#### What needs to be done
Gather, from the data below, each line in which the word "ModelController" occurs.

======== Input data

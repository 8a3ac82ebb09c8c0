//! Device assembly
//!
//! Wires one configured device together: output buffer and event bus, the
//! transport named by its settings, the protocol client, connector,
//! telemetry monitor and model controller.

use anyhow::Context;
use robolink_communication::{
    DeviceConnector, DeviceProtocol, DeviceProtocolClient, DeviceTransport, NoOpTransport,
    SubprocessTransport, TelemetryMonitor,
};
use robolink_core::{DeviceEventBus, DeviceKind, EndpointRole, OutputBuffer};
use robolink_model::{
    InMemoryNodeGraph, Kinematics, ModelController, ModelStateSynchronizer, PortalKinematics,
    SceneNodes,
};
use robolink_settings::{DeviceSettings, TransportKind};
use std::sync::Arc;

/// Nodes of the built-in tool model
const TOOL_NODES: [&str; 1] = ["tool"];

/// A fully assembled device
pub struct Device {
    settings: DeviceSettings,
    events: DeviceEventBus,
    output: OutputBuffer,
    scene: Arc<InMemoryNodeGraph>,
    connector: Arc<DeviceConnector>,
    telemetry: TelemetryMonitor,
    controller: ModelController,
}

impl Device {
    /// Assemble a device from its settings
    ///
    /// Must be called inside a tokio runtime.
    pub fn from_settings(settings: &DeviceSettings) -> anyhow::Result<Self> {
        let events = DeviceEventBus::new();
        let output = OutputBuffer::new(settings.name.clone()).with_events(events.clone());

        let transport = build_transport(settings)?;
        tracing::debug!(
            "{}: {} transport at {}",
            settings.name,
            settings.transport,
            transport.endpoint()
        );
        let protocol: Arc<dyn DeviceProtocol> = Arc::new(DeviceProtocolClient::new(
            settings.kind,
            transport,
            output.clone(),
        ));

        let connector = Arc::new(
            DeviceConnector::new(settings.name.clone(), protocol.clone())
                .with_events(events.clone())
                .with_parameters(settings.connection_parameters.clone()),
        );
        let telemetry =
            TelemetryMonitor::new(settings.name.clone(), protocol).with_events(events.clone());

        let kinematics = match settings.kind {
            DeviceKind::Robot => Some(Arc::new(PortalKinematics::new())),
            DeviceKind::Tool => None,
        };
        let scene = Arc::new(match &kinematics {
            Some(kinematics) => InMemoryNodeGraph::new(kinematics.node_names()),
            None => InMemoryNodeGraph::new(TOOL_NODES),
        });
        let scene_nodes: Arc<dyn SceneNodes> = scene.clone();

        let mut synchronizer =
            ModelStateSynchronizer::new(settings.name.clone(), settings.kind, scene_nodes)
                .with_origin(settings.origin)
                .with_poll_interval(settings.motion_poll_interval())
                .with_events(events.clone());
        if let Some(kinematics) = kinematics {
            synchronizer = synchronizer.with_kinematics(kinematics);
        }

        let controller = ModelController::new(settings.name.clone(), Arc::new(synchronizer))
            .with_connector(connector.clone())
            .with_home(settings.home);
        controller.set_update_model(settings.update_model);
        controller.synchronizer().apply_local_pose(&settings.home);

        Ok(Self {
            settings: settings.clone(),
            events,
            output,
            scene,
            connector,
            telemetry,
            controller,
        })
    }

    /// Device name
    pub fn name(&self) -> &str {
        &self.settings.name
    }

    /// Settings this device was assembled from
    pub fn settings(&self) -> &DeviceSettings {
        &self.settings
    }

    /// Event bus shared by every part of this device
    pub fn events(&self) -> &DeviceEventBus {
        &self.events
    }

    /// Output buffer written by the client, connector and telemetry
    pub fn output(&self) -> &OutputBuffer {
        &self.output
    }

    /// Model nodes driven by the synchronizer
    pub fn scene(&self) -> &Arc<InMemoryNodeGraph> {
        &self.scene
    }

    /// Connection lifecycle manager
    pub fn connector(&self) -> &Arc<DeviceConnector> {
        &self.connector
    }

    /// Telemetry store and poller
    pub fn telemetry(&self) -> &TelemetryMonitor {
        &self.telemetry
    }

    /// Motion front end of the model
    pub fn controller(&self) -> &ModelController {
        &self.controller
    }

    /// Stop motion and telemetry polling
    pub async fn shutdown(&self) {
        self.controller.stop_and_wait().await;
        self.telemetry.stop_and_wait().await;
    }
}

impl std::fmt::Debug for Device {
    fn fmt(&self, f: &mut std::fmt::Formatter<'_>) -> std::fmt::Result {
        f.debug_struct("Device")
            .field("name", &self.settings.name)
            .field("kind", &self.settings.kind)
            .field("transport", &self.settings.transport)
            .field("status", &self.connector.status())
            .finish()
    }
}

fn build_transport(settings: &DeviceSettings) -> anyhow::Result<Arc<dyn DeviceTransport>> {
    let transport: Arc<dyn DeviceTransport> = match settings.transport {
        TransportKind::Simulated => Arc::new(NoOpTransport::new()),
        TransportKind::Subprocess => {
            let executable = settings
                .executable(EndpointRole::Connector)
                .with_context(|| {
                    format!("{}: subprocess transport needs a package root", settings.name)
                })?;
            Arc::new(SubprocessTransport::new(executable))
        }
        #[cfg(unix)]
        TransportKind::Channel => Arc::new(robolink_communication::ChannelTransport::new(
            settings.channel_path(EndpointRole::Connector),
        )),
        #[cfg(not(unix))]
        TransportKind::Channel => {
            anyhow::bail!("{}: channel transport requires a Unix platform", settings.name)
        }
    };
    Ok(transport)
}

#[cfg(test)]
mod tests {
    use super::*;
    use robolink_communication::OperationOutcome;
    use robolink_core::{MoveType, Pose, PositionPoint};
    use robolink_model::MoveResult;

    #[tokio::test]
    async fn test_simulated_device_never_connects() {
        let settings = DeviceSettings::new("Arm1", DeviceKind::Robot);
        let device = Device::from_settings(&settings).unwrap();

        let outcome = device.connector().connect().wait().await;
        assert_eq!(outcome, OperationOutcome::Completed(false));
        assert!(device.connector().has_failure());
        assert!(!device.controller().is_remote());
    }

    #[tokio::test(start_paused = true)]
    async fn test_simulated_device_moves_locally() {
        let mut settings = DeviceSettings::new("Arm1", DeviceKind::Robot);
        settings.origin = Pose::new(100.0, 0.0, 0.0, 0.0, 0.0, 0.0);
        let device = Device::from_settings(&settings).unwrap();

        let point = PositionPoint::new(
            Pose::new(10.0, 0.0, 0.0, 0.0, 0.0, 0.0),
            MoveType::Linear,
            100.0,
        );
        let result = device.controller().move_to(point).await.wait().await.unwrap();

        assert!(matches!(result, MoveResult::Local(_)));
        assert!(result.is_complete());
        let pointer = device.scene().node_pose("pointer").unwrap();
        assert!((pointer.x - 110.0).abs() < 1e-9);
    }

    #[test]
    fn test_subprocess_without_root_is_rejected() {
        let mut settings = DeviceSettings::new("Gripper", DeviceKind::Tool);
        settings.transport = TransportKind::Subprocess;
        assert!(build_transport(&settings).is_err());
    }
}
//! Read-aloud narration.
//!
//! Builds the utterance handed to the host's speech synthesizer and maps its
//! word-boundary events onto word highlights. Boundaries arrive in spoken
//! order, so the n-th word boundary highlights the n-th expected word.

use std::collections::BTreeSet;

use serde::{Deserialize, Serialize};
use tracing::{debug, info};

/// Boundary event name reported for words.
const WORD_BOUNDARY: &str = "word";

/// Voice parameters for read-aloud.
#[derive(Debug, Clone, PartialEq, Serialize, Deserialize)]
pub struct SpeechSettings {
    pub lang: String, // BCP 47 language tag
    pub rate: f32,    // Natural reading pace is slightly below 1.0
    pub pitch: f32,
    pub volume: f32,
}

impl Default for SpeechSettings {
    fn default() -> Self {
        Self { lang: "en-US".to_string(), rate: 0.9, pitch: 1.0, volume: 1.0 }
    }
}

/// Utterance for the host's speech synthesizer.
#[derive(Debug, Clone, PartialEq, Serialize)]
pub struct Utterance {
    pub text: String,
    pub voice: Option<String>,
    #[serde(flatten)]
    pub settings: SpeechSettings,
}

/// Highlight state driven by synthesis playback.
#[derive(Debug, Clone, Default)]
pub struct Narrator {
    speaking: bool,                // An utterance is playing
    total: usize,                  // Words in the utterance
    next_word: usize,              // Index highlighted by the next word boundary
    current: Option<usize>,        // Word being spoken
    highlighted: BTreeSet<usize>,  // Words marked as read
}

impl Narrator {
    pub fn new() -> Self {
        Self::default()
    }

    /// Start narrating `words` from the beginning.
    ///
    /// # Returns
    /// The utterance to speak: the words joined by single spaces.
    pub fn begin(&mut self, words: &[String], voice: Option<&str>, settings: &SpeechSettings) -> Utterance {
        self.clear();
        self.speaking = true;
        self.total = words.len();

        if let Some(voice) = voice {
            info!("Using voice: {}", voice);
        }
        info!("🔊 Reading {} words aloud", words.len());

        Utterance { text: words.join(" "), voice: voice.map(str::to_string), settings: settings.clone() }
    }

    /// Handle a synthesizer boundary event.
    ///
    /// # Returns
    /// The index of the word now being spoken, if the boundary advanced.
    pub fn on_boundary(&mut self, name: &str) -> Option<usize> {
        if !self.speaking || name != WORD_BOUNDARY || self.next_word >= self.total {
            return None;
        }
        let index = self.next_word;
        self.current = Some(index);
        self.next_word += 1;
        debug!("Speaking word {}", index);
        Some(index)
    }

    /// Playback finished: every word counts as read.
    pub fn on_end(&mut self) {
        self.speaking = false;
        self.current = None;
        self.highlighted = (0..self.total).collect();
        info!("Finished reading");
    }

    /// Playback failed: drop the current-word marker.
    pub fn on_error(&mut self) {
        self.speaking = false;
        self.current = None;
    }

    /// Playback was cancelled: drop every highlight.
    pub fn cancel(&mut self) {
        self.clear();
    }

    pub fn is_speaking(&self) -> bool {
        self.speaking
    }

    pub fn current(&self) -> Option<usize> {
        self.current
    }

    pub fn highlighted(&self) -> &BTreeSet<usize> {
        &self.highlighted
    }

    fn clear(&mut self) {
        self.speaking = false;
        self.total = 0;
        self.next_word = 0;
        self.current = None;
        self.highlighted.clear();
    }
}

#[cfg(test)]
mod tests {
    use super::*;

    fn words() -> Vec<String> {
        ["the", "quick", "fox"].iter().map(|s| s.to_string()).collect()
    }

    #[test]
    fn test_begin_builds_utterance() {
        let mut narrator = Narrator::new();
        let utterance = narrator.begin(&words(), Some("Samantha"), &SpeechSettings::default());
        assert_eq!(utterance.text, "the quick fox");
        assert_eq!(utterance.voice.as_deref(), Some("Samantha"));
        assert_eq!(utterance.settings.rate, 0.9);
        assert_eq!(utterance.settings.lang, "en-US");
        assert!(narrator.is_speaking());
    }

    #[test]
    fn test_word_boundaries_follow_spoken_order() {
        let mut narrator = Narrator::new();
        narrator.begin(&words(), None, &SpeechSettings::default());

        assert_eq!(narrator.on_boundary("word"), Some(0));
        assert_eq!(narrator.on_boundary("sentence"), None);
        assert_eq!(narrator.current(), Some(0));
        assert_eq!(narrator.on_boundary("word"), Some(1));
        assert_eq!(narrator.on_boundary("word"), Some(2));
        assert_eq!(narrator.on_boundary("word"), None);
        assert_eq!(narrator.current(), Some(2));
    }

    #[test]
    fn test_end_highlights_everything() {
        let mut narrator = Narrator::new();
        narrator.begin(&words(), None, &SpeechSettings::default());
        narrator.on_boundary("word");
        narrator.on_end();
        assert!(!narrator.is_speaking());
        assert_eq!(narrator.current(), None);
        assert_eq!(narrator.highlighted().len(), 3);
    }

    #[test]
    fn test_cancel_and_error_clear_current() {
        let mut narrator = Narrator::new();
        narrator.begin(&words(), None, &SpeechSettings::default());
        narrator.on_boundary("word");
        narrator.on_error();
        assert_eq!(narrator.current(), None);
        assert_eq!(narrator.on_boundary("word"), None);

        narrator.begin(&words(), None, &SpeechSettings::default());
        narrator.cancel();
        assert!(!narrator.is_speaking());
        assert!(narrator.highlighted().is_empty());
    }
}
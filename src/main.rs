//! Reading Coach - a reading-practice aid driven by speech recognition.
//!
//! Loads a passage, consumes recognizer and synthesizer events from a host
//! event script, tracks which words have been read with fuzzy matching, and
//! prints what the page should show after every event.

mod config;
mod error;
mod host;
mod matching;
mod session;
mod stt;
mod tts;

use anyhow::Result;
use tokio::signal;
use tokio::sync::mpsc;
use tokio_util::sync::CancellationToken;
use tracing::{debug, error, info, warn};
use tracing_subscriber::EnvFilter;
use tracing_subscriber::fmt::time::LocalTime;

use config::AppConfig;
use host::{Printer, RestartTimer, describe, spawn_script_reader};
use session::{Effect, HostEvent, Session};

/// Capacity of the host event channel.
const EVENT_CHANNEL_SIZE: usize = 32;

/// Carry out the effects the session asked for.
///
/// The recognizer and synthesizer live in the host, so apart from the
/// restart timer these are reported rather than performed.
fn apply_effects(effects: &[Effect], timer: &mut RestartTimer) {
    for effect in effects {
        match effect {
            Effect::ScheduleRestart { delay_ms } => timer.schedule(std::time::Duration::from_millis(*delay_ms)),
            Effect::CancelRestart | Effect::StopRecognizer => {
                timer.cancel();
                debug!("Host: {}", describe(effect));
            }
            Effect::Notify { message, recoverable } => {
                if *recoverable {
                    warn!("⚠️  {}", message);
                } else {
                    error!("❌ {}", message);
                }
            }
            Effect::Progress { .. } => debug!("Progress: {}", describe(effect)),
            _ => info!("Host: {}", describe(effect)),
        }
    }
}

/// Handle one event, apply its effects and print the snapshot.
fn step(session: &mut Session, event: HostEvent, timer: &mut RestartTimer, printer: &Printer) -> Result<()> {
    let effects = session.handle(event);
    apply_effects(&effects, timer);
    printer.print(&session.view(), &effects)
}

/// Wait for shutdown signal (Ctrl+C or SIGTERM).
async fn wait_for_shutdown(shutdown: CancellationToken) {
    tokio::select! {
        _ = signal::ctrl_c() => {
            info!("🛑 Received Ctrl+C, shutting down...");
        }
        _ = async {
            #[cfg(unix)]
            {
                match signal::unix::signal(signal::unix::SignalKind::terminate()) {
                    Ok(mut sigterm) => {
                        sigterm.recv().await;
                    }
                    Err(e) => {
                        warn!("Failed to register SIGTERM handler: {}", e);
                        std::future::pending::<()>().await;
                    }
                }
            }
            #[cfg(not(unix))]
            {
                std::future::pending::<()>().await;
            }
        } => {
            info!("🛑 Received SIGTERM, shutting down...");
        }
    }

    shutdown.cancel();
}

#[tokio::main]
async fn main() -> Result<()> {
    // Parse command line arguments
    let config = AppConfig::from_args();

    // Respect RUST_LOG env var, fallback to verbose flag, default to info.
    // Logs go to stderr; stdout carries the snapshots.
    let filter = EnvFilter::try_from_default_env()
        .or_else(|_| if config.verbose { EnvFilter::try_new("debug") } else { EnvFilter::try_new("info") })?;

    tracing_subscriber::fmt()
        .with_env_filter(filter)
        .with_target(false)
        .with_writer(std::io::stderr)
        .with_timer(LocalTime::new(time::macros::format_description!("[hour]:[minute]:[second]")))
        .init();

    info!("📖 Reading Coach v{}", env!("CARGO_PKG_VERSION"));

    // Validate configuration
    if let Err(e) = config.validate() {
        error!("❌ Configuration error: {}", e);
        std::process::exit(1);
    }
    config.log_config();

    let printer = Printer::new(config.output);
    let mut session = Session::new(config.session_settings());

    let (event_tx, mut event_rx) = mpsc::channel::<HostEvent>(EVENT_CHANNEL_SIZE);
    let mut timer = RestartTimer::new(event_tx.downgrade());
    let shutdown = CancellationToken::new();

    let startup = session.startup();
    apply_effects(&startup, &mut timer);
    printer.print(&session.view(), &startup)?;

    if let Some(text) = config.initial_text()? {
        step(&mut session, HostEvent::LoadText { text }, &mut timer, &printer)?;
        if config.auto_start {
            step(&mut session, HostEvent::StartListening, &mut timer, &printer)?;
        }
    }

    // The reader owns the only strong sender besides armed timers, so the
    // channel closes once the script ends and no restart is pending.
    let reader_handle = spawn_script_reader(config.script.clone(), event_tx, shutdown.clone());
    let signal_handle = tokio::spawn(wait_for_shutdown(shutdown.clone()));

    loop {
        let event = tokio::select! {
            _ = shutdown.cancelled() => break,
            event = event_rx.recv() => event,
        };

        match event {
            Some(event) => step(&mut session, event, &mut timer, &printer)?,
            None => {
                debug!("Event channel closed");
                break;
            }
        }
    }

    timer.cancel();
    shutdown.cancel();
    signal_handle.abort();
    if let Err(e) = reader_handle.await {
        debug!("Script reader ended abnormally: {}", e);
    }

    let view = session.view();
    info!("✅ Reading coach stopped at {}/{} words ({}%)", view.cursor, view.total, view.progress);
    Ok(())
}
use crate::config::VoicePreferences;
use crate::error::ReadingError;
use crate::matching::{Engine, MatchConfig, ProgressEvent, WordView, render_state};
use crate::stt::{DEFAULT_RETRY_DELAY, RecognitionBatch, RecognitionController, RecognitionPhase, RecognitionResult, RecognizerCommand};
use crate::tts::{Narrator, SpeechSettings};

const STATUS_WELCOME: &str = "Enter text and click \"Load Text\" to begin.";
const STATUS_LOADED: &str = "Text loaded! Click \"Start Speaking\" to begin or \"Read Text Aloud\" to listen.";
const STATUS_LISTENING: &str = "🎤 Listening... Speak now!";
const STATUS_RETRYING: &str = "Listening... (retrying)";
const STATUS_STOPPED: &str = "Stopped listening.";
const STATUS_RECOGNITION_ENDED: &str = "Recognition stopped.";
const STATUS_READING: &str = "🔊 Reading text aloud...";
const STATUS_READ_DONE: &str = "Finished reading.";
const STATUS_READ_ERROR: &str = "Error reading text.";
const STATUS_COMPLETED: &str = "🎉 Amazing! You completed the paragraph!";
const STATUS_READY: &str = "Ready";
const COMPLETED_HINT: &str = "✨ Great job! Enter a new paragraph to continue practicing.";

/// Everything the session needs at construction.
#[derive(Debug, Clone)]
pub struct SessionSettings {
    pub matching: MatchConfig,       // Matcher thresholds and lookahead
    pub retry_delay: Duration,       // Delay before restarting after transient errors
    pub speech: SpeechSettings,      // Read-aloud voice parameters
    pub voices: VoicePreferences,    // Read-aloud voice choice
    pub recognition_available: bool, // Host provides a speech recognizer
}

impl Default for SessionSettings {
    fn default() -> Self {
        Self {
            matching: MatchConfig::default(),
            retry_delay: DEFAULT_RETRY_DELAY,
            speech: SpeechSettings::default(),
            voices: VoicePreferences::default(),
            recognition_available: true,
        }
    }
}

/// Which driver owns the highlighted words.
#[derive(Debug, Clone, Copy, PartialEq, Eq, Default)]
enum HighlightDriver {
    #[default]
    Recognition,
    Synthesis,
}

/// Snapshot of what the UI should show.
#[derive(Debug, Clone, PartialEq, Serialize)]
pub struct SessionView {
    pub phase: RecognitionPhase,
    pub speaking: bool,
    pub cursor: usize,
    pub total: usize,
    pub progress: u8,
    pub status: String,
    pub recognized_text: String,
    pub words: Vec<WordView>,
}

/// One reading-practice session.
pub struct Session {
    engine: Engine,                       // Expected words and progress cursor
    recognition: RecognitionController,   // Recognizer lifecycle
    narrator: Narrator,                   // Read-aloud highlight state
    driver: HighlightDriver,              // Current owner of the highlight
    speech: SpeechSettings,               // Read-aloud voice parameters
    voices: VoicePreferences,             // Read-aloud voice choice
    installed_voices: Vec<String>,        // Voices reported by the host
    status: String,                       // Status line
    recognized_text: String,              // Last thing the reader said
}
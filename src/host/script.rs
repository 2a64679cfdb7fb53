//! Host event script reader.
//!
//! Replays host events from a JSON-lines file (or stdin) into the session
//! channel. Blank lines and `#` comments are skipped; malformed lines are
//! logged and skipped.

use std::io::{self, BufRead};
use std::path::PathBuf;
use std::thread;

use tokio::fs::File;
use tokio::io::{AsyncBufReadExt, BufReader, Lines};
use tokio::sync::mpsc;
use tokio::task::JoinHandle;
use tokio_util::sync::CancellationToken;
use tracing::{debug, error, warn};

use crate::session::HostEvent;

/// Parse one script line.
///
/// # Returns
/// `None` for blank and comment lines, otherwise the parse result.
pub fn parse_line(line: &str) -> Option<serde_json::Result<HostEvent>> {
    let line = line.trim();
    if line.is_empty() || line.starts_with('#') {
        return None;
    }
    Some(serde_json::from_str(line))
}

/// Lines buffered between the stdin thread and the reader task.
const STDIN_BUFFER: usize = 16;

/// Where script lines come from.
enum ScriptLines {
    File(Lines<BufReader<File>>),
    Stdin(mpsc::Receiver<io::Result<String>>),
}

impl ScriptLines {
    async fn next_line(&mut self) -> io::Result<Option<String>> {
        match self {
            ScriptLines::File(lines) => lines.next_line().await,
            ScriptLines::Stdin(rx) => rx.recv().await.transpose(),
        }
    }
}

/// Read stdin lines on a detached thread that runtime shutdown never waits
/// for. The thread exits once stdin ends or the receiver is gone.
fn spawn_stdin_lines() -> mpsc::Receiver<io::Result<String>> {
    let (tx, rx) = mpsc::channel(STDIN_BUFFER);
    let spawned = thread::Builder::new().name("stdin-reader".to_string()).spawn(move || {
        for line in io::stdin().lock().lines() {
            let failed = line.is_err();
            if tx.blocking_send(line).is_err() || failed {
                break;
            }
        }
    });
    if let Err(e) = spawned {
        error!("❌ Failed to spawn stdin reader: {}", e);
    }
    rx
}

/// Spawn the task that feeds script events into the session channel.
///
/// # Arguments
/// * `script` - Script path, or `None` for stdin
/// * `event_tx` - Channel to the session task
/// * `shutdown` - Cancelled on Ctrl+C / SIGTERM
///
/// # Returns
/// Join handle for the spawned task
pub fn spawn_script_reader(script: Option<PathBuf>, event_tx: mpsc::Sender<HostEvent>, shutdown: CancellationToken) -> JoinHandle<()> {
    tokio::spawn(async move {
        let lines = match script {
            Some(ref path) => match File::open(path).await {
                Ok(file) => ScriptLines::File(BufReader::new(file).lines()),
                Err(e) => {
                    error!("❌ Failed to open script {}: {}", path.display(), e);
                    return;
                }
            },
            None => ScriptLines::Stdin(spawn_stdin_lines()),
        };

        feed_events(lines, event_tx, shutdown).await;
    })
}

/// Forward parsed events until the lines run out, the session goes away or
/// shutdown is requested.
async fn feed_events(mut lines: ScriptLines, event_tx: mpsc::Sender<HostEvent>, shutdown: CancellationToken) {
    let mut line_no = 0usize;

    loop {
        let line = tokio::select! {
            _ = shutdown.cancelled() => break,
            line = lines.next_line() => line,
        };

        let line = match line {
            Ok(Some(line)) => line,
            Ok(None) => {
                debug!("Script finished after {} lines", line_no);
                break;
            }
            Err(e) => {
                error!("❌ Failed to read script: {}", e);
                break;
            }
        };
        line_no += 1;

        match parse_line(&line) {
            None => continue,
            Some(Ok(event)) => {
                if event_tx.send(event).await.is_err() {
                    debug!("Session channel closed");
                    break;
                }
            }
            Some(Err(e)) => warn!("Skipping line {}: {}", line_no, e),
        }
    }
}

================

#### Result below
    InMemoryNodeGraph, Kinematics, ModelController, ModelStateSynchronizer, PortalKinematics,
    controller: ModelController,
        let controller = ModelController::new(settings.name.clone(), Arc::new(synchronizer))
    pub fn controller(&self) -> &ModelController {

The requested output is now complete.